The burger, he says, “is so uniquely positioned as a food vessel because of the flavors, food builds and customization.” Add to that, he says, “the savoriness of burgers, the juiciness of burgers. You can be dynamic with the flavors and the ingredients.” Yet at the same time, he points out, burgers are a comfort food. “We embrace this concept of doing the familiar in an unfamiliar way. That means the type of burger build but also the sourcing part of it, the cooking, and prep.”
Within Grub’s and Hopdoddy’s menus, classic burgers and slight variations of them constitute 60 percent of burger sales, though the desire for customization has gone up during COVID, Chandler says.
Killer Burger stays true to its mission of being an oasis from life “and bringing back the nostalgia of having a burger on the grill in your backyard,” says John Dikos, president and chief development officer of the Portland, Oregon-based fast casual.
“In anything you do, you’d better clarify what you do and who you are. There are so many upstarts, so much noise. There has to be a story, you have to be authentic and not try to be something you’re not, be confident in who you are.”
Killer wants every bite of its burgers to be well-thought out: For the bacon to be crisp enough to break, not bend, when it’s bitten into, and for there to be some topping in every bite.
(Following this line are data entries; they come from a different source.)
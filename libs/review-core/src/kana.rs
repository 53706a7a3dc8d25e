//! Romaji and kana transliteration.
//!
//! Conversion runs in both directions:
//! - [`kana_to_romaji`] is total: unmapped characters pass through unchanged.
//! - [`romaji_to_kana`] is strict and returns `None` when any position fails
//!   to parse. [`romaji_to_kana_relaxed`] never fails and is meant for live
//!   input previews only.
//!
//! Katakana is folded to hiragana with a fixed code point shift before any
//! table lookup, so the tables only list hiragana.

use serde::{Deserialize, Serialize};
use std::borrow::Cow;

/// Small tsu, marks a doubled consonant.
const SOKUON: char = 'っ';
/// Long vowel mark.
const CHOONPU: char = 'ー';
/// Offset between the hiragana and katakana blocks.
const KATAKANA_OFFSET: u32 = 0x60;

/// Result of parsing romaji: the same reading in both syllabaries.
#[derive(Debug, Clone, Default, PartialEq, Eq, Serialize, Deserialize)]
pub struct KanaPair {
    pub hiragana: String,
    pub katakana: String,
}

impl KanaPair {
    fn from_hiragana(hiragana: String) -> Self {
        let katakana = hira_to_kata(&hiragana);
        Self { hiragana, katakana }
    }

    pub fn is_empty(&self) -> bool {
        self.hiragana.is_empty()
    }
}

/// Small kana, written with a leading `x`.
const SMALL_KANA: &[(&str, &str)] = &[
    ("xa", "ぁ"),
    ("xi", "ぃ"),
    ("xu", "ぅ"),
    ("xe", "ぇ"),
    ("xo", "ぉ"),
    ("xya", "ゃ"),
    ("xyu", "ゅ"),
    ("xyo", "ょ"),
    ("xtsu", "っ"),
    ("xwa", "ゎ"),
];

/// Palatalized syllables. Alternate spellings map to the same kana.
const DIGRAPHS: &[(&str, &str)] = &[
    ("kya", "きゃ"), ("kyu", "きゅ"), ("kyo", "きょ"),
    ("gya", "ぎゃ"), ("gyu", "ぎゅ"), ("gyo", "ぎょ"),
    ("sha", "しゃ"), ("shu", "しゅ"), ("sho", "しょ"),
    ("sya", "しゃ"), ("syu", "しゅ"), ("syo", "しょ"),
    ("ja", "じゃ"), ("ju", "じゅ"), ("jo", "じょ"),
    ("jya", "じゃ"), ("jyu", "じゅ"), ("jyo", "じょ"),
    ("cha", "ちゃ"), ("chu", "ちゅ"), ("cho", "ちょ"),
    ("tya", "ちゃ"), ("tyu", "ちゅ"), ("tyo", "ちょ"),
    ("nya", "にゃ"), ("nyu", "にゅ"), ("nyo", "にょ"),
    ("hya", "ひゃ"), ("hyu", "ひゅ"), ("hyo", "ひょ"),
    ("bya", "びゃ"), ("byu", "びゅ"), ("byo", "びょ"),
    ("pya", "ぴゃ"), ("pyu", "ぴゅ"), ("pyo", "ぴょ"),
    ("mya", "みゃ"), ("myu", "みゅ"), ("myo", "みょ"),
    ("rya", "りゃ"), ("ryu", "りゅ"), ("ryo", "りょ"),
];

/// The plain syllabary.
const MONOGRAPHS: &[(&str, &str)] = &[
    ("a", "あ"), ("i", "い"), ("u", "う"), ("e", "え"), ("o", "お"),
    ("ka", "か"), ("ki", "き"), ("ku", "く"), ("ke", "け"), ("ko", "こ"),
    ("ga", "が"), ("gi", "ぎ"), ("gu", "ぐ"), ("ge", "げ"), ("go", "ご"),
    ("sa", "さ"), ("shi", "し"), ("si", "し"), ("su", "す"), ("se", "せ"), ("so", "そ"),
    ("za", "ざ"), ("ji", "じ"), ("zi", "じ"), ("zu", "ず"), ("ze", "ぜ"), ("zo", "ぞ"),
    ("ta", "た"), ("chi", "ち"), ("ti", "ち"), ("tsu", "つ"), ("tu", "つ"), ("te", "て"), ("to", "と"),
    ("da", "だ"), ("di", "ぢ"), ("du", "づ"), ("de", "で"), ("do", "ど"),
    ("na", "な"), ("ni", "に"), ("nu", "ぬ"), ("ne", "ね"), ("no", "の"),
    ("ha", "は"), ("hi", "ひ"), ("fu", "ふ"), ("hu", "ふ"), ("he", "へ"), ("ho", "ほ"),
    ("ba", "ば"), ("bi", "び"), ("bu", "ぶ"), ("be", "べ"), ("bo", "ぼ"),
    ("pa", "ぱ"), ("pi", "ぴ"), ("pu", "ぷ"), ("pe", "ぺ"), ("po", "ぽ"),
    ("ma", "ま"), ("mi", "み"), ("mu", "む"), ("me", "め"), ("mo", "も"),
    ("ya", "や"), ("yu", "ゆ"), ("yo", "よ"),
    ("ra", "ら"), ("ri", "り"), ("ru", "る"), ("re", "れ"), ("ro", "ろ"),
    ("wa", "わ"), ("wo", "を"),
];

/// "consonant + i + small ya/yu/yo" spellings folded into digraphs before
/// parsing. Longer prefixes come first so `shixya` is not eaten by `hixya`.
const SPLIT_DIGRAPHS: &[(&str, &str)] = &[
    ("kixya", "kya"), ("kixyu", "kyu"), ("kixyo", "kyo"),
    ("gixya", "gya"), ("gixyu", "gyu"), ("gixyo", "gyo"),
    ("sixya", "sha"), ("sixyu", "shu"), ("sixyo", "sho"),
    ("shixya", "sha"), ("shixyu", "shu"), ("shixyo", "sho"),
    ("jixya", "ja"), ("jixyu", "ju"), ("jixyo", "jo"),
    ("chixya", "cha"), ("chixyu", "chu"), ("chixyo", "cho"),
    ("nixya", "nya"), ("nixyu", "nyu"), ("nixyo", "nyo"),
    ("hixya", "hya"), ("hixyu", "hyu"), ("hixyo", "hyo"),
    ("bixya", "bya"), ("bixyu", "byu"), ("bixyo", "byo"),
    ("pixya", "pya"), ("pixyu", "pyu"), ("pixyo", "pyo"),
    ("mixya", "mya"), ("mixyu", "myu"), ("mixyo", "myo"),
    ("rixya", "rya"), ("rixyu", "ryu"), ("rixyo", "ryo"),
];

fn is_vowel(c: char) -> bool {
    matches!(c, 'a' | 'e' | 'i' | 'o' | 'u')
}

fn is_romaji_consonant(c: char) -> bool {
    c.is_ascii_lowercase() && !is_vowel(c)
}

fn digraph_romaji(first: char, second: char) -> Option<&'static str> {
    let romaji = match (first, second) {
        ('き', 'ゃ') => "kya", ('き', 'ゅ') => "kyu", ('き', 'ょ') => "kyo",
        ('ぎ', 'ゃ') => "gya", ('ぎ', 'ゅ') => "gyu", ('ぎ', 'ょ') => "gyo",
        ('し', 'ゃ') => "sha", ('し', 'ゅ') => "shu", ('し', 'ょ') => "sho",
        ('じ', 'ゃ') => "ja", ('じ', 'ゅ') => "ju", ('じ', 'ょ') => "jo",
        ('ち', 'ゃ') => "cha", ('ち', 'ゅ') => "chu", ('ち', 'ょ') => "cho",
        ('に', 'ゃ') => "nya", ('に', 'ゅ') => "nyu", ('に', 'ょ') => "nyo",
        ('ひ', 'ゃ') => "hya", ('ひ', 'ゅ') => "hyu", ('ひ', 'ょ') => "hyo",
        ('び', 'ゃ') => "bya", ('び', 'ゅ') => "byu", ('び', 'ょ') => "byo",
        ('ぴ', 'ゃ') => "pya", ('ぴ', 'ゅ') => "pyu", ('ぴ', 'ょ') => "pyo",
        ('み', 'ゃ') => "mya", ('み', 'ゅ') => "myu", ('み', 'ょ') => "myo",
        ('り', 'ゃ') => "rya", ('り', 'ゅ') => "ryu", ('り', 'ょ') => "ryo",
        ('ゔ', 'ぁ') => "va", ('ゔ', 'ぃ') => "vi", ('ゔ', 'ぇ') => "ve", ('ゔ', 'ぉ') => "vo",
        _ => return None,
    };
    Some(romaji)
}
To achieve that, it places a lead focus on ingredients. “Every bite has to be a clean bite to make sure product that goes out of the door is good enough,” Dikos says. Killer Burgers’ teams, he adds, feel empowered to let waste increase in order to produce this perfect burger—even an imperfect pickle is discarded.
There’s no ignoring the fact that while burgers remain the lead act, the prevalence of plant-based eating has shaken up traditional menus.
Smashburger is very cognizant of this trend. It’s had a black bean burger on the menu for 12 years, but it’s time to reformulate it, Goerke says. The company is now removing the cheese and egg to make it vegan. It’s also adding some vegan shake options and sides. “Even though we’re a burger company we’ll be respectful of what is going on,” he says.
Smashburger also introduced a pulled pork tailgater in late 2020. “That not only was new and interesting and brought another protein ingredient to the burger but also showcased our culinary expertise,” Johnson says. “Having burgers in a lot of different forms is where we want to go and as consumers’ tastes evolve we want to move with them.”
Hopdoddy has leaned into Beyond Meat. “We are impressed with their team and their CEO has been an awesome resource so we see being more aggressive in that arena and introducing plant-based products when and were we can,” Chandler says.
Some consumers are shifting to plant-based foods due to concern for the environment, which has led brands to commit to better sourcing practices in order to make strides toward alleviating climate change through their beef as well.
Hopdoddy changed its practices in order to become a better steward of the environment. The company only works with farmers and ranchers that commit to regenerative farming practices. And it works with companies whose core values align with Hopdoddy’s. “We commit to investing in those ranchers and suppliers who share core values with us because it needs to be a sustainable ecosystem,” Chandler says.
“Even the most conscious brands out there that are still using beef products are thinking about it,” Dikos adds. “We’re south of 20 stores and it’s not something we’re executing today but it’s something we need to be thinking about, to just see what we can do. And the bigger we get, the more thoughtful we need to be about our impact and putting some creative solutions together.”